=== Data records ===
________________

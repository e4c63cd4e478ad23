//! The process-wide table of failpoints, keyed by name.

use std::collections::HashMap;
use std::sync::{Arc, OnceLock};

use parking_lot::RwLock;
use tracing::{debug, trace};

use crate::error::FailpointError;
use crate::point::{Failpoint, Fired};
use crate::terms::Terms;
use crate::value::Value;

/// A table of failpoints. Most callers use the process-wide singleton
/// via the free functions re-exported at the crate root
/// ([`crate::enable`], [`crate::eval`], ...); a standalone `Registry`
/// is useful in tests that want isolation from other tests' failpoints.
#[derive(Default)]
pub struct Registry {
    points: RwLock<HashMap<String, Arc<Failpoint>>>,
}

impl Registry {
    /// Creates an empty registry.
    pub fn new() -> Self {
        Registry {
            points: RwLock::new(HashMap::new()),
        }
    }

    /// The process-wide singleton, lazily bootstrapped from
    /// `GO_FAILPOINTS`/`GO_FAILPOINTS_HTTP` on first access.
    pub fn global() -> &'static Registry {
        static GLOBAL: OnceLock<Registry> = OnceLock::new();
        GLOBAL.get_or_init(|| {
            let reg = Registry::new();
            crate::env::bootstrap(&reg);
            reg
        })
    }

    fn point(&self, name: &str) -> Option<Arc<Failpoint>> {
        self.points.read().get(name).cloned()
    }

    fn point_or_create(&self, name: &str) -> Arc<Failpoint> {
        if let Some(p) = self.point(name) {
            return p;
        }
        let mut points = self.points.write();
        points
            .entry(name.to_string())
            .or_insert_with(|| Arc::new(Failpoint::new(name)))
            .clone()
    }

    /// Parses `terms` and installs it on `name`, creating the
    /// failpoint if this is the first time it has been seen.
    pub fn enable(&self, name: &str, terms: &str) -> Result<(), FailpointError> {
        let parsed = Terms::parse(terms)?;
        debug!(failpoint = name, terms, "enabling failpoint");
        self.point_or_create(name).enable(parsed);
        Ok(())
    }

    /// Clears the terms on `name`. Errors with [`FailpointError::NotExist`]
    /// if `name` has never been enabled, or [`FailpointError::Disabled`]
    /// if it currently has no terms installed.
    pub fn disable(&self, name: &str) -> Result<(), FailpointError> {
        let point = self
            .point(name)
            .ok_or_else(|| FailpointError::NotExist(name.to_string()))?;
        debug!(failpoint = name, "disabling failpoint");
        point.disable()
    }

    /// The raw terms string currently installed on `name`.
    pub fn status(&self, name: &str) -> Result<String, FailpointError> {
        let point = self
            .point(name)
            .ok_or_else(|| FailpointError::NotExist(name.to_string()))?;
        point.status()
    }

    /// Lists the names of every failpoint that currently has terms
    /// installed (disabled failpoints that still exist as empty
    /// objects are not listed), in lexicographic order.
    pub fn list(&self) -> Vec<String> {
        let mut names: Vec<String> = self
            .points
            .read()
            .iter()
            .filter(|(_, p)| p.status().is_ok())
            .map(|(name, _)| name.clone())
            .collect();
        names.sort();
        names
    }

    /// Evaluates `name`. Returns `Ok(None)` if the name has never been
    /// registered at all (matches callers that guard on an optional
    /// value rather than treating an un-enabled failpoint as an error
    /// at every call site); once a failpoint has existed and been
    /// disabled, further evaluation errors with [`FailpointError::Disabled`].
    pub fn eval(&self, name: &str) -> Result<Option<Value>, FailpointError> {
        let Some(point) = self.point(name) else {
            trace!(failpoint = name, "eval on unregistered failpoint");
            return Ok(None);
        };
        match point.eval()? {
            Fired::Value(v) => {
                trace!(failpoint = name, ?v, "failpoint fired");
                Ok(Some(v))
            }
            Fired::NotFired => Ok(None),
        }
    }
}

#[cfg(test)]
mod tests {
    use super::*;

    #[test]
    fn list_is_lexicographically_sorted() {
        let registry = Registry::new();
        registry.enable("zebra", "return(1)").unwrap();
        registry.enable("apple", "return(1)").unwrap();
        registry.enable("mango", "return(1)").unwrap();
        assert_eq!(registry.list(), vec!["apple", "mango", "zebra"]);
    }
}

________________

=== Action item ===
Among the records above, which lines hold the word "apple"? Copy each one.

=== Solution to this problem ===
        registry.enable("apple", "return(1)").unwrap();
        assert_eq!(registry.list(), vec!["apple", "mango", "zebra"]);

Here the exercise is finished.